◆ Exercise details: The reply to the records below should contain exactly the lines from the line with "the ordered workflow." through the line with "into the workflow.", and nothing besides.

Stored data:
►

//! Combined workflow and field schema owned by a task or project type.

use super::{CustomData, FieldSchema, SchemaError, StatusLabel, Workflow};
use crate::schema::validation::{self, ValidationResult};
use serde::{Deserialize, Serialize};

/// Current workflow and field schema of a task type or project type.
///
/// Entities are always validated against the schema as it is at the time of
/// the write; schemas are not versioned per entity.
#[derive(Debug, Clone, PartialEq, Eq, Serialize, Deserialize)]
pub struct TypeSchema {
    workflow: Workflow,
    fields: FieldSchema,
}

impl TypeSchema {
    /// Creates a schema from a workflow and field list.
    #[must_use]
    pub const fn new(workflow: Workflow, fields: FieldSchema) -> Self {
        Self { workflow, fields }
    }

    /// Returns the ordered workflow.
    #[must_use]
    pub const fn workflow(&self) -> &Workflow {
        &self.workflow
    }

    /// Returns the ordered field schema.
    #[must_use]
    pub const fn fields(&self) -> &FieldSchema {
        &self.fields
    }

    /// Inserts a status into the workflow.
    ///
    /// # Errors
    ///
    /// Returns [`SchemaError::DuplicateStatus`] when the label already exists
    /// ignoring case.
    pub fn add_status(
        &mut self,
        label: StatusLabel,
        position: Option<usize>,
    ) -> Result<(), SchemaError> {
        self.workflow.insert(label, position)
    }

    /// Removes a status from the workflow.
    ///
    /// Callers are responsible for retargeting entities that still use it.
    ///
    /// # Errors
    ///
    /// Returns [`SchemaError::UnknownStatus`] or [`SchemaError::LastStatus`].
    pub fn remove_status(&mut self, status: &str) -> Result<StatusLabel, SchemaError> {
        self.workflow.remove(status)
    }

    /// Replaces the field list without touching stored custom data.
    pub fn replace_fields(&mut self, fields: FieldSchema) {
        self.fields = fields;
    }

    /// Validates a candidate status against the current workflow.
    ///
    /// # Errors
    ///
    /// Returns [`crate::schema::validation::ValidationError::InvalidStatus`]
    /// when the status is not a member.
    pub fn validate_status(&self, candidate: &str) -> ValidationResult<StatusLabel> {
        validation::validate_status(&self.workflow, candidate)
    }

    /// Validates candidate custom data against the current field schema.
    ///
    /// # Errors
    ///
    /// Returns the first field validation failure in schema order.
    pub fn validate_custom_data(&self, candidate: &CustomData) -> ValidationResult<CustomData> {
        validation::validate_custom_data(&self.fields, candidate)
    }

    /// Resolves the status an entity keeps when moved onto this schema:
    /// its current status when still a member, otherwise the initial status.
    #[must_use]
    pub fn carry_over_status(&self, current: &StatusLabel) -> StatusLabel {
        self.workflow
            .find(current.as_str())
            .unwrap_or_else(|| self.workflow.initial())
            .clone()
    }
}
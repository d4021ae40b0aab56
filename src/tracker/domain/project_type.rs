//! Project types.

use super::{
    EntityKind, ProjectTypeId, Slug, TrackerDomainError, error::optional_text,
    error::required_text,
};
use crate::schema::domain::{FieldSchema, TypeSchema, Workflow};
use chrono::{DateTime, Utc};
use mockable::Clock;
use serde::{Deserialize, Serialize};

const MAX_NAME_LENGTH: usize = 100;

/// A kind of project with its own workflow and fields. Slugs are globally
/// unique.
#[derive(Debug, Clone, PartialEq, Eq, Serialize, Deserialize)]
pub struct ProjectType {
    id: ProjectTypeId,
    name: String,
    slug: Slug,
    description: Option<String>,
    color: Option<String>,
    schema: TypeSchema,
    created_at: DateTime<Utc>,
    updated_at: DateTime<Utc>,
}

impl ProjectType {
    /// Creates a project type with the given workflow and no custom fields.
    ///
    /// # Errors
    ///
    /// Returns [`TrackerDomainError`] when the name is empty, too long, or
    /// yields no slug characters.
    pub fn new(
        name: impl Into<String>,
        workflow: Workflow,
        clock: &impl Clock,
    ) -> Result<Self, TrackerDomainError> {
        let type_name = required_text(EntityKind::ProjectType, name, MAX_NAME_LENGTH)?;
        let slug = Slug::from_name(&type_name)?;
        let timestamp = clock.utc();
        Ok(Self {
            id: ProjectTypeId::new(),
            name: type_name,
            slug,
            description: None,
            color: None,
            schema: TypeSchema::new(workflow, FieldSchema::empty()),
            created_at: timestamp,
            updated_at: timestamp,
        })
    }

    /// Replaces the derived slug.
    #[must_use]
    pub fn with_slug(mut self, slug: Slug) -> Self {
        self.slug = slug;
        self
    }

    /// Sets the custom field schema.
    #[must_use]
    pub fn with_fields(mut self, fields: FieldSchema) -> Self {
        self.schema.replace_fields(fields);
        self
    }

    /// Sets the description.
    #[must_use]
    pub fn with_description(mut self, description: impl Into<String>) -> Self {
        self.description = optional_text(Some(description.into()));
        self
    }

    /// Sets the display colour.
    #[must_use]
    pub fn with_color(mut self, color: impl Into<String>) -> Self {
        self.color = optional_text(Some(color.into()));
        self
    }

    /// Returns the project type identifier.
    #[must_use]
    pub const fn id(&self) -> ProjectTypeId {
        self.id
    }

    /// Returns the display name.
    #[must_use]
    pub fn name(&self) -> &str {
        &self.name
    }

    /// Returns the globally unique slug.
    #[must_use]
    pub const fn slug(&self) -> &Slug {
        &self.slug
    }

    /// Returns the description, if any.
    #[must_use]
    pub fn description(&self) -> Option<&str> {
        self.description.as_deref()
    }

    /// Returns the display colour, if any.
    #[must_use]
    pub fn color(&self) -> Option<&str> {
        self.color.as_deref()
    }

    /// Returns the workflow and field schema.
    #[must_use]
    pub const fn schema(&self) -> &TypeSchema {
        &self.schema
    }

    /// Returns the workflow.
    #[must_use]
    pub const fn workflow(&self) -> &Workflow {
        self.schema.workflow()
    }

    /// Returns the creation timestamp.
    #[must_use]
    pub const fn created_at(&self) -> DateTime<Utc> {
        self.created_at
    }

    /// Returns the last modification timestamp.
    #[must_use]
    pub const fn updated_at(&self) -> DateTime<Utc> {
        self.updated_at
    }

    pub(crate) const fn schema_mut(&mut self) -> &mut TypeSchema {
        &mut self.schema
    }

    pub(crate) fn touch(&mut self, clock: &impl Clock) {
        self.updated_at = clock.utc();
    }
}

◄

◆ Output for this task:
    /// Returns the ordered workflow.
    #[must_use]
    pub const fn workflow(&self) -> &Workflow {
        &self.workflow
    }

    /// Returns the ordered field schema.
    #[must_use]
    pub const fn fields(&self) -> &FieldSchema {
        &self.fields
    }

    /// Inserts a status into the workflow.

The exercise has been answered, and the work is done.